### Work to complete
Could you copy every line of the data that contains "stripped"?

Segment Start: Provided records

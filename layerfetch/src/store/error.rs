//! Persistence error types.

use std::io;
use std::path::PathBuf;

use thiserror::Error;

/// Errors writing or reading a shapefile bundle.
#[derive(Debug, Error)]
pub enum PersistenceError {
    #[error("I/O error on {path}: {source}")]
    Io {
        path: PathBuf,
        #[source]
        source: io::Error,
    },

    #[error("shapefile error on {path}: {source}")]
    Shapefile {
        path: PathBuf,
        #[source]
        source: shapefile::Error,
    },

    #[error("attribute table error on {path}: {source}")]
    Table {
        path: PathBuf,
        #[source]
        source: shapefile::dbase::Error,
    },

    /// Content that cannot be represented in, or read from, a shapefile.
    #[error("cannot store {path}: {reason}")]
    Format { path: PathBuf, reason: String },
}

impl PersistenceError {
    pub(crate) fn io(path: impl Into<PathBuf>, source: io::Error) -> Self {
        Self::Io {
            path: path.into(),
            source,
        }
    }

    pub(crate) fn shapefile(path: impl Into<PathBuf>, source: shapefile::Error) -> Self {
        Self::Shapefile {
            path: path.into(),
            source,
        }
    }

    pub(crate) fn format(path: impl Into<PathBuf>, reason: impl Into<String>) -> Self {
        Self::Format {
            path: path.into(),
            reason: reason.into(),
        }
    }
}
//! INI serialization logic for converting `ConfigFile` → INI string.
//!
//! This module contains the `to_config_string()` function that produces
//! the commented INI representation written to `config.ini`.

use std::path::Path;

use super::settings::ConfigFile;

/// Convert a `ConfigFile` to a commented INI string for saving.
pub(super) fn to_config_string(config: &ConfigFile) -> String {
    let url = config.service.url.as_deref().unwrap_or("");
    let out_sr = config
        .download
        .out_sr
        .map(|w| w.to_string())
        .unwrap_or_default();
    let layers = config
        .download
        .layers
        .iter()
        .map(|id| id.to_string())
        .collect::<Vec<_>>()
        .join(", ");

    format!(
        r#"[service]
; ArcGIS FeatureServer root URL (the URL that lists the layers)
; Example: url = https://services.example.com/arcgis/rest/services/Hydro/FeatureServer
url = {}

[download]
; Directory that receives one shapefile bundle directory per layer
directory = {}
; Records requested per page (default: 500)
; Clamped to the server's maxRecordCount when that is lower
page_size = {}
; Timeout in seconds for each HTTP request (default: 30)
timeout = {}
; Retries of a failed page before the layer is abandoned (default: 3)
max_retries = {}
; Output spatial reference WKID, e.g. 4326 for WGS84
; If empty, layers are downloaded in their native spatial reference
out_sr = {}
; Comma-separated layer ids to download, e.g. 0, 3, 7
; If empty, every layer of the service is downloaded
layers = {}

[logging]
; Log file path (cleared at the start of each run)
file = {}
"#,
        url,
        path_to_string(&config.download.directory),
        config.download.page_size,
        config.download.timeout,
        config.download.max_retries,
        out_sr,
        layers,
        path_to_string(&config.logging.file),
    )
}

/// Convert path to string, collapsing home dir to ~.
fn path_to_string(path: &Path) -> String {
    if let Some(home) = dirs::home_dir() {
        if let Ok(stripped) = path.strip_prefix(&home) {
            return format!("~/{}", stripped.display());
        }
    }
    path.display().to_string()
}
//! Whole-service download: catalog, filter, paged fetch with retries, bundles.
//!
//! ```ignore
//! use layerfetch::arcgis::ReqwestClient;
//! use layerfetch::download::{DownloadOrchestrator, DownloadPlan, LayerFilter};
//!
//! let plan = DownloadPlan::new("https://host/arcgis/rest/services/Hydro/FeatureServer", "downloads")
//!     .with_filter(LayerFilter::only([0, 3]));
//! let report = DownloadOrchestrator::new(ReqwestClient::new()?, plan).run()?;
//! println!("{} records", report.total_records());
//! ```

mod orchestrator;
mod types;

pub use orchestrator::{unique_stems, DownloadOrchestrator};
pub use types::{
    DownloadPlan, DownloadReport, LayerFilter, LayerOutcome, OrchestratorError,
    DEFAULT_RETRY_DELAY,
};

Segment End: Provided records
Segment Start: Provided records

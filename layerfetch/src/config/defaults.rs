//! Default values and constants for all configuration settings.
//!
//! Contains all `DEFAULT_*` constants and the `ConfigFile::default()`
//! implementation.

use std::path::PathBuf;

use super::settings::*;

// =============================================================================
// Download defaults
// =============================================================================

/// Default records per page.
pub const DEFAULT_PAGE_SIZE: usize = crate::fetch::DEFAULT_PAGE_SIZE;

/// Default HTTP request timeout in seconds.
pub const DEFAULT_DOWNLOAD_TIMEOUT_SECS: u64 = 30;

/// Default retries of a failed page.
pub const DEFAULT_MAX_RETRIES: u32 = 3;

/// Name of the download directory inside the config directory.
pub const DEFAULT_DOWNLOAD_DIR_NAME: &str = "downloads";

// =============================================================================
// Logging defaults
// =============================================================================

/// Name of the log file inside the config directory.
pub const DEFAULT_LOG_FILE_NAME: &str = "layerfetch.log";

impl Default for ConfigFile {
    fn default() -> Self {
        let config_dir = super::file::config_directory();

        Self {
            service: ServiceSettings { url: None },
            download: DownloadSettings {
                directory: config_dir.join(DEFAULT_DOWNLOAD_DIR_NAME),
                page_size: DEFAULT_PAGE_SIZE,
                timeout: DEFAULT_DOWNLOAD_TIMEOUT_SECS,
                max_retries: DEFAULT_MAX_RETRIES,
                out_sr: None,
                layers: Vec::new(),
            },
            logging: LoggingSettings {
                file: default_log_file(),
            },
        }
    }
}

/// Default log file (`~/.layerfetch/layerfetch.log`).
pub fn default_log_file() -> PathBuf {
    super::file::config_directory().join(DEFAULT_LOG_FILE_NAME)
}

Segment End: Provided records

### Your response
        if let Ok(stripped) = path.strip_prefix(&home) {
            return format!("~/{}", stripped.display());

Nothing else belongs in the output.